[Stored data]
******************************

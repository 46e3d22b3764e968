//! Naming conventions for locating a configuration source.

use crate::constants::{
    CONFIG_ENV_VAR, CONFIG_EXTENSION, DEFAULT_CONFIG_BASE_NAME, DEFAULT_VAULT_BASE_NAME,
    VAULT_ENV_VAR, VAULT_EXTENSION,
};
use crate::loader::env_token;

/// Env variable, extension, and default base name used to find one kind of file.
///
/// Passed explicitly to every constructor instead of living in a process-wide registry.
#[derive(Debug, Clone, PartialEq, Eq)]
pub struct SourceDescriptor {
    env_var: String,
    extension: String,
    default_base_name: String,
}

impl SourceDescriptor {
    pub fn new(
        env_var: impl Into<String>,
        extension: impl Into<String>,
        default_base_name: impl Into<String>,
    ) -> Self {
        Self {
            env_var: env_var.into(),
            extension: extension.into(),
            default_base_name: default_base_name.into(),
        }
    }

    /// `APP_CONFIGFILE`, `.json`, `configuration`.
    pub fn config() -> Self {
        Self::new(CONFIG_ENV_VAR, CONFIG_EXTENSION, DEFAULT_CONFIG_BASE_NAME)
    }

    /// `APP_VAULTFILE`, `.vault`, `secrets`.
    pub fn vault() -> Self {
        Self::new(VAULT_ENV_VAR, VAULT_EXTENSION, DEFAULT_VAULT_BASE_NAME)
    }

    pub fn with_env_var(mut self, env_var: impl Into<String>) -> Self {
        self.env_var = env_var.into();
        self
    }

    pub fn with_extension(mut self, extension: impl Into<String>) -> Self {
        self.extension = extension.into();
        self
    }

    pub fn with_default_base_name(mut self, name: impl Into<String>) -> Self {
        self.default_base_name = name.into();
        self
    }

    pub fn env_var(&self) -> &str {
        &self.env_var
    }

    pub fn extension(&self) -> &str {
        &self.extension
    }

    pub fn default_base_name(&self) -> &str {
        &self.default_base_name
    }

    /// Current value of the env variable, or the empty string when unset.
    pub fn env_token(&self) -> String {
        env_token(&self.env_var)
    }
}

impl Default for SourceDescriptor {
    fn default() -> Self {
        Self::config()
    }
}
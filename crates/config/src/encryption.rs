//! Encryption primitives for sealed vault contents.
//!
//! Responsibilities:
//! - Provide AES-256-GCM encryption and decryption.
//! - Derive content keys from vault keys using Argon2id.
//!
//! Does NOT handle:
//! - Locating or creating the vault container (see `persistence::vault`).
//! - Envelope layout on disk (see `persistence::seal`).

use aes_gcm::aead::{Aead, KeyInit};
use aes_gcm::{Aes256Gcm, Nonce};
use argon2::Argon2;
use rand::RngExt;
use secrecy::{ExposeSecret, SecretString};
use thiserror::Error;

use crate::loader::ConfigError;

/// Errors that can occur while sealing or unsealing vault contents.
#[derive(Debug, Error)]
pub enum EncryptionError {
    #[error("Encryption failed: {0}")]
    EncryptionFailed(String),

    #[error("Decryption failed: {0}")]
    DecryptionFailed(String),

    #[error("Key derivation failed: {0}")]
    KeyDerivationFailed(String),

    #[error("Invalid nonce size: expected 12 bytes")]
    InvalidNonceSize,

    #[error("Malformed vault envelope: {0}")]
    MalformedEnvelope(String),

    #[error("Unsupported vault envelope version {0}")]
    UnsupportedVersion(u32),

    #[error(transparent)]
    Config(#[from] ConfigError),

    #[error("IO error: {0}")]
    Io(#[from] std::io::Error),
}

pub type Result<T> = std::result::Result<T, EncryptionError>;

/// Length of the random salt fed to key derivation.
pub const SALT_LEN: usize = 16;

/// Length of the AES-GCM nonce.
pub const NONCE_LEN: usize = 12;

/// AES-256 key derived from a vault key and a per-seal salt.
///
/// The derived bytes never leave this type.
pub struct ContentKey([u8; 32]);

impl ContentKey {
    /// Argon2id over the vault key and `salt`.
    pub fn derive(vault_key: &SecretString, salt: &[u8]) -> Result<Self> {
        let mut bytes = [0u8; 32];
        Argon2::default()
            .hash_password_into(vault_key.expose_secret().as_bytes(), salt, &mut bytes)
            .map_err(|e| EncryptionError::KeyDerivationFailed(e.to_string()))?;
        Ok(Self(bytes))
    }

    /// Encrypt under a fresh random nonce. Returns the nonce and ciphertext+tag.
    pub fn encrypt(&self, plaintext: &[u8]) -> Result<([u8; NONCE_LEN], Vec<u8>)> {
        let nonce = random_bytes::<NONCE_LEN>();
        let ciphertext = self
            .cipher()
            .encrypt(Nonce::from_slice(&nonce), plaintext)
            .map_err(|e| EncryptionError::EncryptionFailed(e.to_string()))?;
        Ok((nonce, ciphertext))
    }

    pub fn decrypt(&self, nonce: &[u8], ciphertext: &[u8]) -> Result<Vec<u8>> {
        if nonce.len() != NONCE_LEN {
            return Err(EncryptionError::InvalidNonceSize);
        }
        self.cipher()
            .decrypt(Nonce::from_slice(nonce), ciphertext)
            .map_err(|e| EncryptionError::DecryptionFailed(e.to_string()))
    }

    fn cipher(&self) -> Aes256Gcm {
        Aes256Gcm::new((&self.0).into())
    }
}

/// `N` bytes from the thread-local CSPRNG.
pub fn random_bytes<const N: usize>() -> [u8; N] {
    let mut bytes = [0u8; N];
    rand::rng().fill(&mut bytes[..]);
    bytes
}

******************************

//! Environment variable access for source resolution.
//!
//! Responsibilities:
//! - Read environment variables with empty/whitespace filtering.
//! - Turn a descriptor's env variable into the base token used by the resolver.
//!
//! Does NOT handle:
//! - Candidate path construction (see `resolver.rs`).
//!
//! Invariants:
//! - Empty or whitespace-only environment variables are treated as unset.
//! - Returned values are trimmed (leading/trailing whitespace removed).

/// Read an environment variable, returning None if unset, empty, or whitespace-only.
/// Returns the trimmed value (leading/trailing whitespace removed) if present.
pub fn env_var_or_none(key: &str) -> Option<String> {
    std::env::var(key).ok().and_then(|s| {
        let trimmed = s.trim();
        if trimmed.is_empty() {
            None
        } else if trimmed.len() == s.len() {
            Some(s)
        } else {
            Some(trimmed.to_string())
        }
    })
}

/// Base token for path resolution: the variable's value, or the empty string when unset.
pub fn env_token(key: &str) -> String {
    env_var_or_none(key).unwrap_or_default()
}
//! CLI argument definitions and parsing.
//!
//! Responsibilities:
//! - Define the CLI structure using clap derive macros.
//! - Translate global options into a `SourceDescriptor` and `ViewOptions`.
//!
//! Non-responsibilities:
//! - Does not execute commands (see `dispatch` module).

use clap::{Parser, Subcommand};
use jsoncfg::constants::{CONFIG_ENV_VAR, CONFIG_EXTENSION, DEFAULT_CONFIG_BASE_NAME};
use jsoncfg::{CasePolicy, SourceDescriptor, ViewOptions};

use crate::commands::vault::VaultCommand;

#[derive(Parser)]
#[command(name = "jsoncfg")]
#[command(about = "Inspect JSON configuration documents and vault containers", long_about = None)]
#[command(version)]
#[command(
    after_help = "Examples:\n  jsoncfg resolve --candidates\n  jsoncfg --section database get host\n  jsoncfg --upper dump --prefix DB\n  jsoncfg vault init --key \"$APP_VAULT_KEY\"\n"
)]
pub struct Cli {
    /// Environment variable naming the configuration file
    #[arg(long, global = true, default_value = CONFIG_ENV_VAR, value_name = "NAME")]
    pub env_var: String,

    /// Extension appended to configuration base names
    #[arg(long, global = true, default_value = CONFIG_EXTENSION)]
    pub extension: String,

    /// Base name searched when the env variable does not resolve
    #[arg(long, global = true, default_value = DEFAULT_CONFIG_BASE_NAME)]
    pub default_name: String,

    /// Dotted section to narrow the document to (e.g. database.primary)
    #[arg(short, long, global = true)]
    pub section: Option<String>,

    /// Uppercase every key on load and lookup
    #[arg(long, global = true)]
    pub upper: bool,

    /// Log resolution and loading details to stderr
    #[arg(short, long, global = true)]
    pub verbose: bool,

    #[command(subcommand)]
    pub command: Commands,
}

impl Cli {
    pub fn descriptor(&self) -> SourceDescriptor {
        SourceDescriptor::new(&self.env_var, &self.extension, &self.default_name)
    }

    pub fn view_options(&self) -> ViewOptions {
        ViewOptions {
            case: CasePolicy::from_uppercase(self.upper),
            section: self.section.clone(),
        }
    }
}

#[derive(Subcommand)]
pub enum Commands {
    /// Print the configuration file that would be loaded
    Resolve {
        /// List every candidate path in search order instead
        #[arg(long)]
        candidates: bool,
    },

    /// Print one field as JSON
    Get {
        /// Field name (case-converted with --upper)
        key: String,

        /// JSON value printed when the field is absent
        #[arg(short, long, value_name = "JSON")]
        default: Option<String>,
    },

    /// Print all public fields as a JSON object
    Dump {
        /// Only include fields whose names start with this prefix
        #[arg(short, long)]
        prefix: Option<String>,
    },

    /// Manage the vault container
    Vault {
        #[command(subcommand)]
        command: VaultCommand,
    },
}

******************************

* **THE TASK**: In the data above, find the line with "field is absent" and the line with "with this prefix". Retype both, plus every line between them, exactly.

* **EXERCISE OUTPUT**:
        /// JSON value printed when the field is absent
        #[arg(short, long, value_name = "JSON")]
        default: Option<String>,
    },

    /// Print all public fields as a JSON object
    Dump {
        /// Only include fields whose names start with this prefix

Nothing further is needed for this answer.